Re normalisation: the goal is noble, but it looks like a hopeless battle against properties that are inherent to Unicode. Should the language spec really get into the business of "fixing" Unicode? Strings are just data, so it seems fine to leave their sanitisation to the programmer.

[JohnReppy]

The flexibility of being able to use arbitrary encodings for source code is a nice ideal, but is it worth the extra cost in implementation complexity? In the world of the web, even though alternative encodings are supported, the trend is toward standardization on UTF-8 (85% as of 2015). Requiring compilers to deal with multiple encodings seems like an unnecessary burden.

I think that for the same reason that we do not allow tabs or newlines inside string literals, we should restrict unicode literals to an unambiguous subset of codepoints; if the programmer wants something outside that subset he/she can use escape sequences. Leaving sanitization to the programmer is a bad idea; the point is to have the compiler help the programmer avoid mistakes that are hard to detect manually (sort of like type checking :).

[rossberg-old]

Ah, I'm not suggesting that compilers need to handle all possible encodings -- that's up to each compiler as much as its handling of, say, file names is. I'd even be fine with saying in the Definition that only UTF-8 needs to be supported. But I still think it's preferable to keep the abstraction levels straight.

I'm not sure I buy the analogy to type checking -- data will typically originate from external sources, so in general you have to sanitise its representations anyway where it's relevant. In many other cases it is irrelevant. I doubt that applying extra rigor to literals buys you much for anything but toy examples.

The analogy probably is closer to something like floating-point literals: by similar arguments we could prescribe to reject float literals that overflow into infinity (or which have fractional digits beyond the representable precision). But we don't bother.

[ratmice]

I'm not sure about normalization, it seems that even if you go through normalization, you will still have characters that appear equal but are not in fact equal.
Duplicate characters in Unicode

[JohnReppy]

If you allow other encodings, then you have to add some sort of mechanism to allow the encoding to be detected, which adds complexity for a feature that is likely to rarely be supported and even more rarely used.
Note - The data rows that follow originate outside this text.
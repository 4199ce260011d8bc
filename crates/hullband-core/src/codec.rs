//! Dense fixed-size encoding of a hull collection.
//!
//! Hulls are written into two row-major arrays the size of the image:
//! - `hulls_indxs[pos]`: 1-based id of the hull owning vertex `pos`, 0 if none.
//! - `pixels_indxs[pos]`: 1-based position of that vertex within its hull, 0 if none.
//!
//! The format has no pointers or lengths, so it can cross any task boundary as-is.

use crate::hull::Hull;
use crate::image::Pixel;

/// Write `hulls` into the two index buffers, zeroing everything else.
///
/// # Panics
/// Panics if either buffer is not exactly `height * width` long, or if a
/// vertex lies outside the image.
pub fn pack_hulls(
    hulls: &[Hull],
    width: usize,
    height: usize,
    hulls_indxs: &mut [u32],
    pixels_indxs: &mut [u32],
) {
    let size = height * width;
    assert_eq!(hulls_indxs.len(), size, "hulls_indxs must hold height * width entries");
    assert_eq!(pixels_indxs.len(), size, "pixels_indxs must hold height * width entries");

    hulls_indxs.fill(0);
    pixels_indxs.fill(0);

    for (hull_id, hull) in (1u32..).zip(hulls) {
        for (position, p) in (1u32..).zip(&hull.vertices) {
            assert!(
                (p.row as usize) < height && (p.col as usize) < width,
                "hull vertex ({}, {}) outside {}x{} image",
                p.row,
                p.col,
                height,
                width
            );
            let pos = p.index(width);
            hulls_indxs[pos] = hull_id;
            pixels_indxs[pos] = position;
        }
    }
}

/// Rebuild `hull_count` ordered hulls from the two index buffers.
///
/// Each vertex comes back with its 1-based position as its label. Hull ids
/// above `hull_count` are ignored.
///
/// # Panics
/// Panics if either buffer is shorter than `height * width`.
#[must_use]
pub fn unpack_hulls(
    hulls_indxs: &[u32],
    pixels_indxs: &[u32],
    height: usize,
    width: usize,
    hull_count: usize,
) -> Vec<Hull> {
    let size = height * width;
    let hulls_indxs = &hulls_indxs[..size];
    let pixels_indxs = &pixels_indxs[..size];

    let mut hulls = vec![Hull::default(); hull_count];
    if width == 0 {
        return hulls;
    }

    for (row, (hull_row, pixel_row)) in hulls_indxs
        .chunks_exact(width)
        .zip(pixels_indxs.chunks_exact(width))
        .enumerate()
    {
        for (col, (&hull_id, &position)) in hull_row.iter().zip(pixel_row).enumerate() {
            if hull_id == 0 {
                continue;
            }
            if let Some(hull) = hulls.get_mut(hull_id as usize - 1) {
                hull.vertices.push(Pixel::new(row as u32, col as u32, position));
            }
        }
    }

    for hull in &mut hulls {
        hull.vertices.sort_by_key(|p| p.label);
    }
    hulls
}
I'm not talking about external sources of data; I'm talking about string literals in the source code, which, presumably, were entered by the programmer.

We reject integer literals that are too large, so we should probably be rejecting floats that are too large too (actually, SML/NJ does so, but in the code generator). The treatment of floating point in SML compilers could be better.

[rossberg-old]

If a compiler chooses to support multiple encodings (which it doesn't have to) then the user needs to indicate non-default choices. For example, GCC has a command line switch. That wouldn't concern the language definition.

I'm arguing that in the grand scheme of handling textual data, literals matter least, and you cannot diagnose the more relevant cases. It's nice to have more diagnostics, but in this case I'm doubtful about the benefit to cost ratio.